» Collected data
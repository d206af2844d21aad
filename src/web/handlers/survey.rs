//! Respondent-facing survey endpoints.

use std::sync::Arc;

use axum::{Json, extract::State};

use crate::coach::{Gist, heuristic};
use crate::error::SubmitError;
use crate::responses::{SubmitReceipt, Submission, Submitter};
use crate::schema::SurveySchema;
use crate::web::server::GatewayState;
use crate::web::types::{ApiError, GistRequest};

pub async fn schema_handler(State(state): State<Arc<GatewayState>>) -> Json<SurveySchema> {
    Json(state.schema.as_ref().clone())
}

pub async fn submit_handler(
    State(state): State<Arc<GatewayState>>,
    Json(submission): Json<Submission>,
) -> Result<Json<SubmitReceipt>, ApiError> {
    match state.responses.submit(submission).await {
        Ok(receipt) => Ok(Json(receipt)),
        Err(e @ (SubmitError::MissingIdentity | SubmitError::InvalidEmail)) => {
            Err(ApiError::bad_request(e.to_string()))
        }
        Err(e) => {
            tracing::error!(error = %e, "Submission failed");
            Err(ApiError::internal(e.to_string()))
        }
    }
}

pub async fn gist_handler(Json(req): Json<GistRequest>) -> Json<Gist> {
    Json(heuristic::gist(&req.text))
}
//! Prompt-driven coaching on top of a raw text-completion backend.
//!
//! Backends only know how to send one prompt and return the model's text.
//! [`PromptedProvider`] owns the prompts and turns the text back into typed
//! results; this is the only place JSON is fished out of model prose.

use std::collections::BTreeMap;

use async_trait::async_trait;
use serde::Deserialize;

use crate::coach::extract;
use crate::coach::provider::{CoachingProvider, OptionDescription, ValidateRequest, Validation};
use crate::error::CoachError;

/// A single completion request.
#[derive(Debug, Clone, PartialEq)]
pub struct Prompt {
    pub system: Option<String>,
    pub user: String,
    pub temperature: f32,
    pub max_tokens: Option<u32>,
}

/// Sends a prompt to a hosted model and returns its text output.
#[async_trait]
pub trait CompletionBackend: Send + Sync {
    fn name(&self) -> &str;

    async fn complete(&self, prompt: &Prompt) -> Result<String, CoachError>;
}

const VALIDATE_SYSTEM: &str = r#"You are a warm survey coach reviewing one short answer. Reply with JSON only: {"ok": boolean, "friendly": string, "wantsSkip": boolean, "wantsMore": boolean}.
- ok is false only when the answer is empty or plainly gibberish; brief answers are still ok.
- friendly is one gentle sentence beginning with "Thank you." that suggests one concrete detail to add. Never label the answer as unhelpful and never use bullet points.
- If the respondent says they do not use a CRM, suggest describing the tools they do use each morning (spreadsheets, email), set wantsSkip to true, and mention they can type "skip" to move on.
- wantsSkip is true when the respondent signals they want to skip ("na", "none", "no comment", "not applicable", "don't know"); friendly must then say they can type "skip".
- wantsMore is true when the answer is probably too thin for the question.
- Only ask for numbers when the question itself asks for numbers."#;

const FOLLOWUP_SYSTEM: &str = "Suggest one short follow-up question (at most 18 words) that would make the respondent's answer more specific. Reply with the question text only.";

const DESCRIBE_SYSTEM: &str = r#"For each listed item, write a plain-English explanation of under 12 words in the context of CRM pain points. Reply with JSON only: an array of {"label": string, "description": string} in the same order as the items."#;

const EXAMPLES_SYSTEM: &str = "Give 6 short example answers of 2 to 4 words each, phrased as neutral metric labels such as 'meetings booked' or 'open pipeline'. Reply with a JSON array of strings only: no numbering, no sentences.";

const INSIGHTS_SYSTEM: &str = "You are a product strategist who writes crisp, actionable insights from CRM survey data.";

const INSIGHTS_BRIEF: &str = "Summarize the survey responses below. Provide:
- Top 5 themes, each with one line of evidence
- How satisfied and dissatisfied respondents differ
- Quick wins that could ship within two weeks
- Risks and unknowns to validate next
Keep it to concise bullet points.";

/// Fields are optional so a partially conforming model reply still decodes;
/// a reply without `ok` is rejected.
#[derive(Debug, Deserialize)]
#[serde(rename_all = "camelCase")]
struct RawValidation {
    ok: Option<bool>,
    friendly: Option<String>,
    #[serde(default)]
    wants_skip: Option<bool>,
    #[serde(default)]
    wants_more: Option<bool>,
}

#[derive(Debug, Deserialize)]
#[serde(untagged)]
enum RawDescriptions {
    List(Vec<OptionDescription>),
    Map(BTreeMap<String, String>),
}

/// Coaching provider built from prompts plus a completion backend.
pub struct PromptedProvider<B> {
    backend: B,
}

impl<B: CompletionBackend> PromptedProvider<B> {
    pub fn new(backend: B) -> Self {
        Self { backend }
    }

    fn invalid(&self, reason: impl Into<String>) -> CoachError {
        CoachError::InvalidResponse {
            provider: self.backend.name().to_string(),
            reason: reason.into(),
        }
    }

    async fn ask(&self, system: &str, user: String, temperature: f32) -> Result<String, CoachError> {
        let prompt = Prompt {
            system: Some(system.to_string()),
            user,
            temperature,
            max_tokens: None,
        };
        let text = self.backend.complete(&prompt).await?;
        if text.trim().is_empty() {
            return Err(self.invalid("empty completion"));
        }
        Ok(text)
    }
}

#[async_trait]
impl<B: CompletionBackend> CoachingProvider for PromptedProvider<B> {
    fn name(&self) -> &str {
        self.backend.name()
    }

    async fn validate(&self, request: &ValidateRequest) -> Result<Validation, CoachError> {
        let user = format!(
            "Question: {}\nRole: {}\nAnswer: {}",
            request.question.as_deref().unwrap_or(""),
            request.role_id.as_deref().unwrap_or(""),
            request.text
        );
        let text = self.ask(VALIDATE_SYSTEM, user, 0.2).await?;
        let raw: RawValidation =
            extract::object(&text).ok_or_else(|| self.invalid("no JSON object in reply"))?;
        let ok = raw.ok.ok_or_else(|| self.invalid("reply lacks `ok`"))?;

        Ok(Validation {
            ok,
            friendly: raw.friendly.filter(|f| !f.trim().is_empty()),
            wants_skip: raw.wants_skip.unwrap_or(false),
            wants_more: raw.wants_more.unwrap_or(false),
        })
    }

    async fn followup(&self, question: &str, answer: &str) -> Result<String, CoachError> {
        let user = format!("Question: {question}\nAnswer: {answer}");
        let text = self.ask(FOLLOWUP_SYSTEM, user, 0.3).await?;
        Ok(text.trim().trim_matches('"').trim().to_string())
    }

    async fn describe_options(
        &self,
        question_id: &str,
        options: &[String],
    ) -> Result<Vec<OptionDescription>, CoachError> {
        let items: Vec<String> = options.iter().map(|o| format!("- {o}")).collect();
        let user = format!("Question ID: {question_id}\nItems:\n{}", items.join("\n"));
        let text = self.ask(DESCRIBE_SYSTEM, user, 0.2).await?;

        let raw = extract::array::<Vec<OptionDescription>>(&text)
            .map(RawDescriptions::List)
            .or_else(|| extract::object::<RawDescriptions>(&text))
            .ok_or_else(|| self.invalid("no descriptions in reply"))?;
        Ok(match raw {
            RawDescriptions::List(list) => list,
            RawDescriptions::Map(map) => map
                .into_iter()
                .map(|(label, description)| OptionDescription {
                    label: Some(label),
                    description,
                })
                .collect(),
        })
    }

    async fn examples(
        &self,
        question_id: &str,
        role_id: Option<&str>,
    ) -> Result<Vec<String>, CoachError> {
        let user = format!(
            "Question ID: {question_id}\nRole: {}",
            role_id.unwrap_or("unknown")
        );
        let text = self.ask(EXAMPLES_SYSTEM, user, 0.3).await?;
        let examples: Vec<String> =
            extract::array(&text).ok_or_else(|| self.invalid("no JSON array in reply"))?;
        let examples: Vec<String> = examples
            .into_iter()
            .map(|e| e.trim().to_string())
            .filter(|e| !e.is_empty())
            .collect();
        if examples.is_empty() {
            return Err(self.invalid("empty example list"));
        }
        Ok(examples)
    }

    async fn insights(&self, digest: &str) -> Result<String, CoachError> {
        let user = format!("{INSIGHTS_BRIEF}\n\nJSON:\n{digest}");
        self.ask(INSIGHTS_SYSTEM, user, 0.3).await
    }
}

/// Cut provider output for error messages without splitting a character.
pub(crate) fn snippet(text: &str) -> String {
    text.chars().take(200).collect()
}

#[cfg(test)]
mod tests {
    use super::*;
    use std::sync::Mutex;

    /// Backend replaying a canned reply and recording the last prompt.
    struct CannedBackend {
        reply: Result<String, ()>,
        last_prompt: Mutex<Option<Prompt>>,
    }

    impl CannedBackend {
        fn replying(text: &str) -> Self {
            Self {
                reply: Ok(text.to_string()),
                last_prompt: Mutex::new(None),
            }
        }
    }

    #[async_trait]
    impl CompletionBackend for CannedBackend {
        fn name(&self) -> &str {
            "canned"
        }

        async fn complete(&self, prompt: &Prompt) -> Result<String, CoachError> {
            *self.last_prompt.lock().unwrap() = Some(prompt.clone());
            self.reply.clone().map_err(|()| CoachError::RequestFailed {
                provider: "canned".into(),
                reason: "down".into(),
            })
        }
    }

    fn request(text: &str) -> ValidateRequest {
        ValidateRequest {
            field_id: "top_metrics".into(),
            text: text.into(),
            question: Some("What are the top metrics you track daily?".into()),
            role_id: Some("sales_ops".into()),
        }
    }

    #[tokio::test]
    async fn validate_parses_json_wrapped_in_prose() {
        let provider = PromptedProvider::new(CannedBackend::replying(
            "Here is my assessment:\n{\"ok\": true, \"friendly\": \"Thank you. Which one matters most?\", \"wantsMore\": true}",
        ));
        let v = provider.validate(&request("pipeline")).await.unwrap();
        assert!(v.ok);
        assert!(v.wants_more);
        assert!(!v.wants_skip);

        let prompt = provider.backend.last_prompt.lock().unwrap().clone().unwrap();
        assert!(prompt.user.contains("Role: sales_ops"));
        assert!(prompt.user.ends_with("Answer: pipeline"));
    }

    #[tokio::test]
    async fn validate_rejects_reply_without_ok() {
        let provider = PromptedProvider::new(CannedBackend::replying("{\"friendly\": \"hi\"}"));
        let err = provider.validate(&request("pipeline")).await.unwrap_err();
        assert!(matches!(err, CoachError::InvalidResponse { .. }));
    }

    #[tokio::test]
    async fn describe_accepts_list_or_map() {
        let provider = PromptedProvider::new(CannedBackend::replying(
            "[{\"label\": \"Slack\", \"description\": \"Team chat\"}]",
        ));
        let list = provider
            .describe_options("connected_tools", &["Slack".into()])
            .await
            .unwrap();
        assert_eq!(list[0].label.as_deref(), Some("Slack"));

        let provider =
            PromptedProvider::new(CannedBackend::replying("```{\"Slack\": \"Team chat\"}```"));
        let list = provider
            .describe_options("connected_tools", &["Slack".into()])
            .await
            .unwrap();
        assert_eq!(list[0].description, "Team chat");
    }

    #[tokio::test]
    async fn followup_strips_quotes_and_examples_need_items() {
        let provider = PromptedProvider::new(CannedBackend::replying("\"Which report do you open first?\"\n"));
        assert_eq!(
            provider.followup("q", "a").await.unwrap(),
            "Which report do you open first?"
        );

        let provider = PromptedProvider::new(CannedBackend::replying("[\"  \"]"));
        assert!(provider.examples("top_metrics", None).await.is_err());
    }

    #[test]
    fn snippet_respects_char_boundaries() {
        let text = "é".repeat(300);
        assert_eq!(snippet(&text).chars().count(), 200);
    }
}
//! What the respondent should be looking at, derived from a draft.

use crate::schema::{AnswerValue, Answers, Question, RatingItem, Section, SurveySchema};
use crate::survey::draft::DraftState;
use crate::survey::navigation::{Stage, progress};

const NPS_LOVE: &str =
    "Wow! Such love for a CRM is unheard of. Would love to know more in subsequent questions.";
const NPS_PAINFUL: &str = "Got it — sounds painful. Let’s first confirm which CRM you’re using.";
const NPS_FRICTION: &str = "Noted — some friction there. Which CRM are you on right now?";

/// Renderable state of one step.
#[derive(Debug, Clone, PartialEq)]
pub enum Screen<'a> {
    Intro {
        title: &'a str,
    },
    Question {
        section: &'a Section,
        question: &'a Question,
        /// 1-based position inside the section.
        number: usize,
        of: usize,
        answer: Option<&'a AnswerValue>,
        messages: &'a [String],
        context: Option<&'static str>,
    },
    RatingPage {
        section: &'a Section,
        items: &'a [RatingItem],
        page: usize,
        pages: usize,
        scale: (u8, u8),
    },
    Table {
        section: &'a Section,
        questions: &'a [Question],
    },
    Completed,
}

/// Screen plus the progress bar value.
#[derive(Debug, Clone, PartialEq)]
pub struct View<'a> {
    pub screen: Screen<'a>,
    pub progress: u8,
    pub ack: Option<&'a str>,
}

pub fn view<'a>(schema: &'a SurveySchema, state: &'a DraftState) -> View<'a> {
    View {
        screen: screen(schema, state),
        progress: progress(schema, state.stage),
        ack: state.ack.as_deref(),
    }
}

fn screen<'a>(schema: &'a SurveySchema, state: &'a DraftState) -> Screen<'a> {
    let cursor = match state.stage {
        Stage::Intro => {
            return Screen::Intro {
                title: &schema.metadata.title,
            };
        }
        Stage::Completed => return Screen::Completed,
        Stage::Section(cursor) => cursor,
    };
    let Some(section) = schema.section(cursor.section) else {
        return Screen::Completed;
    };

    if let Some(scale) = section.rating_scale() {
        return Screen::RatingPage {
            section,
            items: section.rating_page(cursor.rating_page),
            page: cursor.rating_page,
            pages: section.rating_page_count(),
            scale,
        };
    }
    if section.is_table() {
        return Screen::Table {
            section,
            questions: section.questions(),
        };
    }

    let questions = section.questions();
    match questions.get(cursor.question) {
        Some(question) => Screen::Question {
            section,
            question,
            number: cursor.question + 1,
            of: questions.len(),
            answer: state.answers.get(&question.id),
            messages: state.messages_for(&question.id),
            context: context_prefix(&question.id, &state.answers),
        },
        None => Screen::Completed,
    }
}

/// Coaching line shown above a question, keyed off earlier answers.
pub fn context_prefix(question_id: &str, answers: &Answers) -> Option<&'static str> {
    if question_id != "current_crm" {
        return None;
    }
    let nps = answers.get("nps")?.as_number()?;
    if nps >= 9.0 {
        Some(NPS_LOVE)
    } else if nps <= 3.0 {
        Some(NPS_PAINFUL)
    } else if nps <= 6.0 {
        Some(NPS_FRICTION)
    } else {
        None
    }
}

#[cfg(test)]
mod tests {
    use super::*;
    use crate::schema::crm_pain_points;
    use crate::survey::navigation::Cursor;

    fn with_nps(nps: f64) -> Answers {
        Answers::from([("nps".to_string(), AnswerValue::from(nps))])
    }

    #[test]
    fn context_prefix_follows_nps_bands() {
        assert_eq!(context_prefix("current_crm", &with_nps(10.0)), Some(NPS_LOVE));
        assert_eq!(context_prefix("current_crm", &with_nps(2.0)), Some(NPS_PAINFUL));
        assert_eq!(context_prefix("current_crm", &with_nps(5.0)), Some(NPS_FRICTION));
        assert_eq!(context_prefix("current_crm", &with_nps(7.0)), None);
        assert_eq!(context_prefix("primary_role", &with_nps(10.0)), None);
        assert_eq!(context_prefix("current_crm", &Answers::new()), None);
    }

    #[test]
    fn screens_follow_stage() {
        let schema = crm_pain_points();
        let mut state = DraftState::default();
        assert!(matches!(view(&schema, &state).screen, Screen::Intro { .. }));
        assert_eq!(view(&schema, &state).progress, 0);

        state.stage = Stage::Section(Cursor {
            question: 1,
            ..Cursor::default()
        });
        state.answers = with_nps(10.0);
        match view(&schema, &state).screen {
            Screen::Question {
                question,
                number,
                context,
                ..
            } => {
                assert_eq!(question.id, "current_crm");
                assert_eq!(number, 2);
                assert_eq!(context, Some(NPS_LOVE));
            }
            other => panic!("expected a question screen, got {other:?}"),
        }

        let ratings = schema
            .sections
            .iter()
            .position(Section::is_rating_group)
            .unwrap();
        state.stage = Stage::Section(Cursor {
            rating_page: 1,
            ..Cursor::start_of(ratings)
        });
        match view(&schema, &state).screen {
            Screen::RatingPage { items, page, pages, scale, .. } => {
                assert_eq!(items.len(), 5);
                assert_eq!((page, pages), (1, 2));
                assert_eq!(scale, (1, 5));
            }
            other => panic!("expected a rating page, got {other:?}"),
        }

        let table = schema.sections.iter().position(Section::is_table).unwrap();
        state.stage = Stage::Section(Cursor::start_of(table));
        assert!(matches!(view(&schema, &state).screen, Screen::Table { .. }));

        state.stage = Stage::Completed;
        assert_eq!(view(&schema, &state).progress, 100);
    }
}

--

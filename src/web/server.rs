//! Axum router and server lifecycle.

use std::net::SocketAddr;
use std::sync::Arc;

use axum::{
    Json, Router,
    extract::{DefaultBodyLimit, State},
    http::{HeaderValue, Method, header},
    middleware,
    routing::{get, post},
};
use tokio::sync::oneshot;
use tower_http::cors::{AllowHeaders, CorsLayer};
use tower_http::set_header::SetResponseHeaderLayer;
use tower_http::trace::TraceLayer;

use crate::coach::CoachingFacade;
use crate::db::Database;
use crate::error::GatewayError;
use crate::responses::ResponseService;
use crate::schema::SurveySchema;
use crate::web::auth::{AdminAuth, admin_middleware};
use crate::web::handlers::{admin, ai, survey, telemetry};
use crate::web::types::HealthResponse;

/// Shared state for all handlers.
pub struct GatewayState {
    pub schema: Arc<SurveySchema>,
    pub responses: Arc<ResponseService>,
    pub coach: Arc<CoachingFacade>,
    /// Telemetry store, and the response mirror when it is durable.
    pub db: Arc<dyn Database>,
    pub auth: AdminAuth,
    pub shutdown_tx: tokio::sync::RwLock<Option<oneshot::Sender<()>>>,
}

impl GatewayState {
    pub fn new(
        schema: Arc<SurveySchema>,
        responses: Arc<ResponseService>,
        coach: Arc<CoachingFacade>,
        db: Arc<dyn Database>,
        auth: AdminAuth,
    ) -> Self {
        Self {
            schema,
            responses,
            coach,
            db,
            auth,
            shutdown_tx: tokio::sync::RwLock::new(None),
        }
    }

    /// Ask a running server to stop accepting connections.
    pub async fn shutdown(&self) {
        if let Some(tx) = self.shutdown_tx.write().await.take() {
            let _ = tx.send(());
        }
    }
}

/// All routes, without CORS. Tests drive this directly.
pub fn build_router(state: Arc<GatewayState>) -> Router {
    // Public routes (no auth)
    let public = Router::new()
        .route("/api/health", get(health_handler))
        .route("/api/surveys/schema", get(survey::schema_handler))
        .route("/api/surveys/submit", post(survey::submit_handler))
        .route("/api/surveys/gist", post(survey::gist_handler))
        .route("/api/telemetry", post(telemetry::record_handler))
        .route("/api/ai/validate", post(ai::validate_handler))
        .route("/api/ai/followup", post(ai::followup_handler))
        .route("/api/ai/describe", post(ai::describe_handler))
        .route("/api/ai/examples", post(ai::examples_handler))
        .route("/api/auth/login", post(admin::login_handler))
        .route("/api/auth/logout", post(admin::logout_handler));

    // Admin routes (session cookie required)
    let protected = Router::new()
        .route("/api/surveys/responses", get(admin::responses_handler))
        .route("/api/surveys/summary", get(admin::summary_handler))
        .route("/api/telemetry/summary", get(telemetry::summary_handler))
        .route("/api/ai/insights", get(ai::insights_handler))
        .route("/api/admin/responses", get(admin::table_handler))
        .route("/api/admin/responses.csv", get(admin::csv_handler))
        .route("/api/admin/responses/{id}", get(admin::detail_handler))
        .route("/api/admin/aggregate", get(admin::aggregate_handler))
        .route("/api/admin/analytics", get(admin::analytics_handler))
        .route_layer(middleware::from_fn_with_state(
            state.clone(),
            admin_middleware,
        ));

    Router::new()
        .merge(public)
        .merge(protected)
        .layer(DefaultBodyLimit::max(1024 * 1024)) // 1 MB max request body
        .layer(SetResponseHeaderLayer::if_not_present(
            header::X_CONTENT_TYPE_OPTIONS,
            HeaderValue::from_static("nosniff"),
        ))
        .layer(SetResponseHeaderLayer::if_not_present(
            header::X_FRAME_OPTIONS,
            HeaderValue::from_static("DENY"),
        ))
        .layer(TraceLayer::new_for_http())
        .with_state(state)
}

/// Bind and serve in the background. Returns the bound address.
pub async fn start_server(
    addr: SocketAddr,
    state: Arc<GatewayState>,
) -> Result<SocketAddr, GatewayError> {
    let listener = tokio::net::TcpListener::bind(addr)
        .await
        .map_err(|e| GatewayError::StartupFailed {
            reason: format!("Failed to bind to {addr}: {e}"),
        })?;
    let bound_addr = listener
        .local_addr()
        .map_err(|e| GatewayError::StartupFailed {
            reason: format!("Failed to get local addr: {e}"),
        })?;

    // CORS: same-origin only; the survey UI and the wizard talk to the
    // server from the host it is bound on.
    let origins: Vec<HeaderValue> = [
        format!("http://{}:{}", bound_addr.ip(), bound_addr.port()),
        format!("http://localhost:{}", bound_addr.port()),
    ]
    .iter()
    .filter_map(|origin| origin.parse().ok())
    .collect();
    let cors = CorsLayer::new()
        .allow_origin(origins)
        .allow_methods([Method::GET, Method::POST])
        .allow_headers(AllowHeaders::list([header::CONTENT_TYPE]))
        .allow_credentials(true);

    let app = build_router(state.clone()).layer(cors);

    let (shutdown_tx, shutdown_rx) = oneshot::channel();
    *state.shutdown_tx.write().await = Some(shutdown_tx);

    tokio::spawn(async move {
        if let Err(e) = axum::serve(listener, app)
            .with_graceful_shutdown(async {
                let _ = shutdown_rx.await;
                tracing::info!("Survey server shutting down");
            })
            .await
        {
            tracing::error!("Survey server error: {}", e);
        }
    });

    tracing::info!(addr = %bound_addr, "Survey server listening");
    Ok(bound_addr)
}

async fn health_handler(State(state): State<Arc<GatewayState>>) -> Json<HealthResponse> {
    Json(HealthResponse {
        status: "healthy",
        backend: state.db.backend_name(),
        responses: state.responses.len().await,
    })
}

» WORK ITEM
Search the data and copy each line containing "GatewayError".

» RESPONSE AREA
use crate::error::GatewayError;
) -> Result<SocketAddr, GatewayError> {
        .map_err(|e| GatewayError::StartupFailed {
        .map_err(|e| GatewayError::StartupFailed {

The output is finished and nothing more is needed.